Even if none of the three Member States participate in the Directive, two of them (Ireland and Denmark) will continue to be bound by the Framework Decision. Because the majority of the two texts are identical there may not be much variance in the ‘variable geometry’ in this field – although the different powers of enforcement for the European Commission and Court of Justice merit restatement. The example of the Framework Decision and Directive demonstrate how increasingly complex this field of EU law is at a constitutional level – a complexity that is not helpful from either the point of view of operational effectiveness or the protection of civil liberties.

Insofar as there is new content in the Directive it largely derives from recent ‘international standards’ in the field of counter-terrorism finance and travel by ‘foreign terrorist fighters’. Chief amongst these standards is UN Security Council resolution 2178 – adopted in 2014 to address the threat from Islamic State – and much of the resolution is to be found in the Directive. (See also the recent Council of Europe Protocol on this issue) Key amongst these initiatives are Articles 9 and 10, which require Member States to create offences of travelling abroad for terrorism and of organising or facilitating such travel. Member States must ‘take the necessary measures’ to punish such action ‘as a criminal offence when committed intentionally’. Article 8 provides a new offence – to receive training for terrorism – that aims to capture those individuals that may ‘self-radicalise’ and train themselves using materials available on the internet or elsewhere.

The draft Directive also contains some language of interest to victims of terrorism. Article 22 provides for the protection of, and provision of assistance to, victims of terrorism. Of particular note is the requirement to provide ‘emotional and psychological support, such as trauma support and counselling’. It is unclear how Member States are to ensure that the services are ‘confidential, free of charge, and easily accessible to all victims of terrorism’. This clause would appear to include what could be quite a significant commitment of resources for Member States’ mental health services – one that is entirely commendable but the funding of which may prove a challenge.

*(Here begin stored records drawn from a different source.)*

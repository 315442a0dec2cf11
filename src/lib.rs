//! Replace tables embedded in free-form text with fenced JSON blocks.
//!
//! Text is rendered as Markdown, every `<table>` in the result is turned into
//! a list of row objects keyed by column label, and each table's markup in
//! the text is replaced with the rows as a `json` code block. The batch
//! interface in [`skill`] wraps this for document-enrichment pipelines.

pub mod convert;
pub mod error;
pub mod html;
pub mod io;
pub mod render;
pub mod skill;
pub mod splice;
pub mod table;
#[cfg(feature = "worker")]
mod worker;

pub use convert::{ConvertOptions, collect_tables, convert_text};
pub use error::{Error, Result};
pub use io::{convert_file, convert_request_file, rewrite};
pub use render::{NewlineMode, normalize_newlines, render_markdown};
pub use skill::{
    Issue, MISSING_TEXT_WARNING, TableConverterRequest, TableConverterResponse, convert_batch,
    convert_request_json,
};
pub use splice::{fenced_json, splice_tables};
pub use table::{RawTable, StructuredRow, structure_table};
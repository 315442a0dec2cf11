//! Substituting fenced JSON blocks for tables in the working text.

use log::debug;

use crate::{
    render::{NewlineMode, normalize_newlines},
    table::{RawTable, StructuredRow},
};

/// Render `rows` as a fenced `json` block on a single physical line.
///
/// The JSON is pretty-printed with two-space indentation and then has its
/// line breaks removed, so the indentation survives as runs of spaces. The
/// block is surrounded by one line break on each side.
///
/// # Examples
///
/// ```
/// use mdtablejson::splice::fenced_json;
/// assert_eq!(fenced_json(&[]), "\n```json\n[]\n```\n");
/// ```
#[must_use]
pub fn fenced_json(rows: &[StructuredRow]) -> String {
    let json = serde_json::to_string_pretty(rows).unwrap_or_else(|_| String::from("[]"));
    format!("\n```json\n{}\n```\n", json.replace('\n', ""))
}

/// Replace each table in `text` with its fenced JSON block.
///
/// The text is first newline-normalised with `mode`, and so is each table's
/// needle. Tables are applied in order, each replacing only the first
/// remaining occurrence of its needle in the text as modified so far. A
/// needle that no longer occurs leaves the text unchanged.
///
/// Matching is by literal substring, not by position: if identical markup
/// occurs earlier in the text than the table itself (inside a code block,
/// say), that earlier occurrence is the one replaced.
#[must_use]
pub fn splice_tables(text: &str, tables: &[RawTable], mode: NewlineMode) -> String {
    let mut working = normalize_newlines(text, mode).into_owned();
    for (index, table) in tables.iter().enumerate() {
        let needle = normalize_newlines(table.needle(), mode);
        if needle.is_empty() || !working.contains(needle.as_ref()) {
            debug!("table {index} not found in text, leaving it in place");
            continue;
        }
        working = working.replacen(needle.as_ref(), &fenced_json(&table.rows), 1);
    }
    working
}
//! Common imports for integration tests.
#![allow(unfulfilled_lint_expectations)]

#[expect(unused_imports, reason = "re-exporting common test utilities")]
pub use assert_cmd::{Command, prelude::*};
#[expect(unused_imports, reason = "re-exporting common test utilities")]
pub use predicates::prelude::*;
#[expect(unused_imports, reason = "re-exporting common test utilities")]
pub use rstest::{fixture, rstest};

#[path = "../common/mod.rs"]
mod common;
#[expect(unused_imports, reason = "re-exporting common test utilities")]
pub use common::*;
//! Custom-skill batch contract.
//!
//! A request carries independent records, each with an opaque `recordId`.
//! The response carries exactly one record per input record with the same
//! `recordId`, plus per-record warnings and errors. No record can fail the
//! batch.

use log::info;
use serde::{Deserialize, Serialize};

use crate::{
    convert::{ConvertOptions, convert_text},
    error::{Error, Result},
};

/// Warning attached to records that arrive without text.
pub const MISSING_TEXT_WARNING: &str = "No input text provided.";

/// A warning or error reported for one record.
#[derive(Debug, Clone, PartialEq, Eq, Serialize, Deserialize)]
pub struct Issue {
    pub message: String,
}

impl Issue {
    #[must_use]
    pub fn new(message: impl Into<String>) -> Self {
        Self {
            message: message.into(),
        }
    }
}

/// One input record carrying a skill-specific payload.
#[derive(Debug, Clone, PartialEq, Eq, Serialize, Deserialize)]
pub struct SkillInputRecord<T> {
    #[serde(rename = "recordId")]
    pub record_id: String,
    #[serde(default)]
    pub data: T,
}

/// One output record carrying a skill-specific payload.
#[derive(Debug, Clone, PartialEq, Eq, Serialize, Deserialize)]
pub struct SkillOutputRecord<T> {
    #[serde(rename = "recordId")]
    pub record_id: String,
    pub data: T,
    #[serde(default)]
    pub errors: Vec<Issue>,
    #[serde(default)]
    pub warnings: Vec<Issue>,
}

impl<T> SkillOutputRecord<T> {
    #[must_use]
    pub fn new(record_id: String, data: T) -> Self {
        Self {
            record_id,
            data,
            errors: Vec::new(),
            warnings: Vec::new(),
        }
    }

    #[must_use]
    pub fn with_warning(mut self, warning: Issue) -> Self {
        self.warnings.push(warning);
        self
    }
}

#[derive(Debug, Clone, PartialEq, Eq, Serialize, Deserialize)]
pub struct SkillRequest<T> {
    #[serde(default)]
    pub values: Vec<SkillInputRecord<T>>,
}

#[derive(Debug, Clone, PartialEq, Eq, Serialize, Deserialize)]
pub struct SkillResponse<T> {
    #[serde(default)]
    pub values: Vec<SkillOutputRecord<T>>,
}

/// Payload of a table-converter input record.
#[derive(Debug, Clone, Default, PartialEq, Eq, Serialize, Deserialize)]
pub struct TableConverterInput {
    #[serde(default)]
    pub text: Option<String>,
}

/// Payload of a table-converter output record. `text` is `null` when the
/// input had none.
#[derive(Debug, Clone, Default, PartialEq, Eq, Serialize, Deserialize)]
pub struct TableConverterOutput {
    pub text: Option<String>,
}

pub type TableConverterRequest = SkillRequest<TableConverterInput>;
pub type TableConverterResponse = SkillResponse<TableConverterOutput>;

/// Body of the liveness endpoint.
#[derive(Debug, Clone, PartialEq, Eq, Serialize, Deserialize)]
pub struct HealthStatus {
    pub info: String,
}

#[must_use]
pub fn health() -> HealthStatus {
    HealthStatus {
        info: String::from("Healthy"),
    }
}

/// Convert every record of a batch.
///
/// Records with non-empty text are converted and come first; records whose
/// text is missing, `null` or empty follow with a single
/// [`MISSING_TEXT_WARNING`]. Each group keeps its input order.
#[must_use]
pub fn convert_batch(
    request: TableConverterRequest,
    options: &ConvertOptions,
) -> TableConverterResponse {
    let (with_text, without_text): (Vec<_>, Vec<_>) = request
        .values
        .into_iter()
        .partition(|record| record.data.text.as_deref().is_some_and(|text| !text.is_empty()));
    info!(
        "converting batch: {} record(s) with text, {} without",
        with_text.len(),
        without_text.len()
    );

    let converted = with_text.into_iter().map(|record| {
        let text = record.data.text.unwrap_or_default();
        SkillOutputRecord::new(
            record.record_id,
            TableConverterOutput {
                text: Some(convert_text(&text, options)),
            },
        )
    });
    let skipped = without_text.into_iter().map(|record| {
        SkillOutputRecord::new(record.record_id, TableConverterOutput { text: None })
            .with_warning(Issue::new(MISSING_TEXT_WARNING))
    });

    SkillResponse {
        values: converted.chain(skipped).collect(),
    }
}

/// Convert a JSON request body into a JSON response body.
///
/// # Errors
/// Returns [`Error::InvalidRequest`] if `body` is not a valid request and
/// [`Error::Serialize`] if the response cannot be encoded.
pub fn convert_request_json(body: &str, options: &ConvertOptions) -> Result<String> {
    let request: TableConverterRequest =
        serde_json::from_str(body).map_err(Error::InvalidRequest)?;
    let response = convert_batch(request, options);
    serde_json::to_string(&response).map_err(Error::Serialize)
}
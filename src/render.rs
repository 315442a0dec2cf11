//! Markdown rendering and line-break normalisation.
//!
//! Tables are detected on the rendered HTML rather than on the Markdown
//! source, so anything the Markdown engine recognises as a table (pipe
//! tables as well as raw `<table>` blocks passed through untouched) is
//! handled by the same extractor.

use std::{borrow::Cow, ops::Range, str::FromStr, sync::LazyLock};

use comrak::{
    Arena, ComrakOptions, markdown_to_html,
    nodes::{NodeValue, Sourcepos},
    parse_document,
};
use regex::Regex;

use crate::html::SourcePos;

static LINE_BREAK_RE: LazyLock<Regex> =
    LazyLock::new(|| Regex::new(r"\r\n|\r|\n").expect("line break regex should compile"));

/// How line breaks in the input text are rewritten in the output.
///
/// Every non-table part of a converted text passes through this
/// normalisation, so it decides whether words on either side of a removed
/// line break stay separated.
#[derive(Debug, Clone, Copy, Default, PartialEq, Eq)]
pub enum NewlineMode {
    /// Replace each line break (`\r\n`, `\n` or a lone `\r`) with one space.
    #[default]
    Space,
    /// Remove line breaks entirely; adjacent words are concatenated.
    Strip,
}

impl NewlineMode {
    fn replacement(self) -> &'static str {
        match self {
            Self::Space => " ",
            Self::Strip => "",
        }
    }
}

impl FromStr for NewlineMode {
    type Err = String;

    fn from_str(s: &str) -> Result<Self, Self::Err> {
        match s.trim().to_ascii_lowercase().as_str() {
            "space" => Ok(Self::Space),
            "strip" => Ok(Self::Strip),
            other => Err(format!("unknown newline mode `{other}` (expected `space` or `strip`)")),
        }
    }
}

/// Rewrite every line break in `text` according to `mode`.
///
/// Returns the input unchanged (borrowed) when it contains no line break.
///
/// # Examples
///
/// ```
/// use mdtablejson::{NewlineMode, normalize_newlines};
/// assert_eq!(normalize_newlines("a\r\nb\nc", NewlineMode::Space), "a b c");
/// assert_eq!(normalize_newlines("a\nb", NewlineMode::Strip), "ab");
/// ```
#[must_use]
pub fn normalize_newlines(text: &str, mode: NewlineMode) -> Cow<'_, str> {
    LINE_BREAK_RE.replace_all(text, mode.replacement())
}

fn comrak_options() -> ComrakOptions<'static> {
    let mut options = ComrakOptions::default();
    options.extension.table = true;
    options.render.unsafe_ = true;
    options.render.sourcepos = true;
    options
}

/// Render Markdown to HTML with pipe-table support.
///
/// Raw HTML is passed through, and every block element carries a
/// `data-sourcepos` attribute pointing back into `markdown`. Rendering is
/// best effort and never fails.
#[must_use]
pub fn render_markdown(markdown: &str) -> String {
    markdown_to_html(markdown, &comrak_options())
}

/// How raw HTML appears inside an [`HtmlRegion`].
#[derive(Debug, Clone, Copy, PartialEq, Eq)]
pub enum RegionKind {
    /// An HTML block, passed through verbatim.
    Block,
    /// A paragraph or heading, where tags sit among inline content such as
    /// code spans.
    Inline,
}

/// A stretch of Markdown source in which raw HTML is live markup.
#[derive(Debug, Clone, PartialEq, Eq)]
pub struct HtmlRegion {
    /// Byte range in the source, from the block's first character through
    /// the end of its last line.
    pub range: Range<usize>,
    pub kind: RegionKind,
}

fn source_pos(pos: Sourcepos) -> SourcePos {
    SourcePos {
        start_line: pos.start.line,
        start_column: pos.start.column,
        end_line: pos.end.line,
        end_column: pos.end.column,
    }
}

/// Regions of `markdown` that may carry raw HTML, in document order.
///
/// Code blocks of every kind (fenced, indented, nested in quotes or list
/// items) are never part of a region.
#[must_use]
pub fn html_regions(markdown: &str) -> Vec<HtmlRegion> {
    let arena = Arena::new();
    let root = parse_document(&arena, markdown, &comrak_options());
    root.descendants()
        .filter_map(|node| {
            let ast = node.data.borrow();
            let kind = match ast.value {
                NodeValue::HtmlBlock(_) => RegionKind::Block,
                NodeValue::Paragraph | NodeValue::Heading(_) => RegionKind::Inline,
                _ => return None,
            };
            let range = source_pos(ast.sourcepos).byte_range(markdown)?;
            Some(HtmlRegion { range, kind })
        })
        .collect()
}
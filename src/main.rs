use std::{
    io::{self, Read},
    path::{Path, PathBuf},
};

use anyhow::Context;
use clap::Parser;
use mdtablejson::{
    ConvertOptions, NewlineMode, convert_file, convert_request_file, convert_request_json,
    convert_text, rewrite,
};
use rayon::prelude::*;

#[derive(Parser)]
#[command(
    version,
    about = "Replace Markdown and HTML tables with fenced JSON blocks"
)]
struct Cli {
    /// Rewrite files in place
    #[arg(long = "in-place", requires = "files", conflicts_with = "skill")]
    in_place: bool,
    /// Treat input as a custom-skill request (JSON) and print the response
    #[arg(long = "skill")]
    skill: bool,
    /// How line breaks outside tables are rewritten: `space` or `strip`
    #[arg(long = "newlines", default_value = "space")]
    newlines: NewlineMode,
    /// Markdown files (or request files with `--skill`) to convert
    files: Vec<PathBuf>,
}

impl Cli {
    fn options(&self) -> ConvertOptions {
        ConvertOptions {
            newlines: self.newlines,
        }
    }
}

/// Convert one file, returning the text to print (empty for `--in-place`).
fn process_path(cli: &Cli, path: &Path) -> anyhow::Result<String> {
    let options = cli.options();
    let out = if cli.skill {
        convert_request_file(path, &options)?
    } else if cli.in_place {
        rewrite(path, &options)?;
        String::new()
    } else {
        convert_file(path, &options)?
    };
    Ok(out)
}

/// Entry point for the command-line tool.
///
/// Without file arguments the input is read from standard input. Files are
/// converted in parallel and printed in argument order; a failing file does
/// not stop the others, but makes the process exit with an error.
///
/// # Examples
///
/// ```sh
/// # Convert tables in a file and print to stdout
/// mdtablejson notes.md
///
/// # Convert in place, removing line breaks instead of turning them into spaces
/// mdtablejson --in-place --newlines strip notes.md
///
/// # Answer a custom-skill request
/// mdtablejson --skill < request.json
/// ```
fn main() -> anyhow::Result<()> {
    env_logger::init();
    let cli = Cli::parse();

    if cli.files.is_empty() {
        let mut input = String::new();
        io::stdin().read_to_string(&mut input)?;
        let out = if cli.skill {
            convert_request_json(&input, &cli.options())?
        } else {
            convert_text(&input, &cli.options())
        };
        println!("{out}");
        return Ok(());
    }

    let results: Vec<anyhow::Result<String>> = cli
        .files
        .par_iter()
        .map(|path| {
            process_path(&cli, path).with_context(|| format!("failed to process {}", path.display()))
        })
        .collect();

    let mut first_error = None;
    for result in results {
        match result {
            Ok(out) => {
                if !cli.in_place {
                    println!("{out}");
                }
            }
            Err(err) => {
                log::error!("{err:#}");
                first_error.get_or_insert(err);
            }
        }
    }
    first_error.map_or(Ok(()), Err)
}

A further point of note is that the structure of certain clauses in the Directive, for example setting out the definition of terrorism, have been subject to alteration in comparison with the Framework Decision. It is not clear, however, that anything turns on these syntax changes. Indeed, it seems unlikely that Member States which have already spent legislative time on the implementation of the Framework Decision would now look to revise their national measures merely to update the language of the definition (if, indeed, nothing does turn on the differences).

Certain substantive discrepancies do exist between the Framework Decision and the draft Directive. One example is Article 1(2) of the Framework Decision. The Article provides that the Framework Decision does ‘not have the effect of altering the obligation to respect fundamental rights and fundamental legal principles as enshrined in Article 6 of the Treaty on European Union’. In terms of the application of the law this clause was always redundant – legislation cannot alter a Treaty rule. However, it is easy to read the omission of the clause from the draft Directive as a shift in emphasis – and the failure to address the admission in the proposal document makes this criticism easier to make.

Taken as a whole, the Directive continues the ongoing restriction of various mobilities – of finance, information, and people – in the name of counter-terrorism. This restriction has been the hallmark of international efforts since 11 September 2001. There is an inevitable risk for critiques of such action: on the one hand it appears to be restrictive of civil liberties across Europe and on the other hand its operational usefulness is unclear. Can such a law be both draconian and ineffective? Undoubtedly. As with any EU measure the proof will be in the transposition and implementation.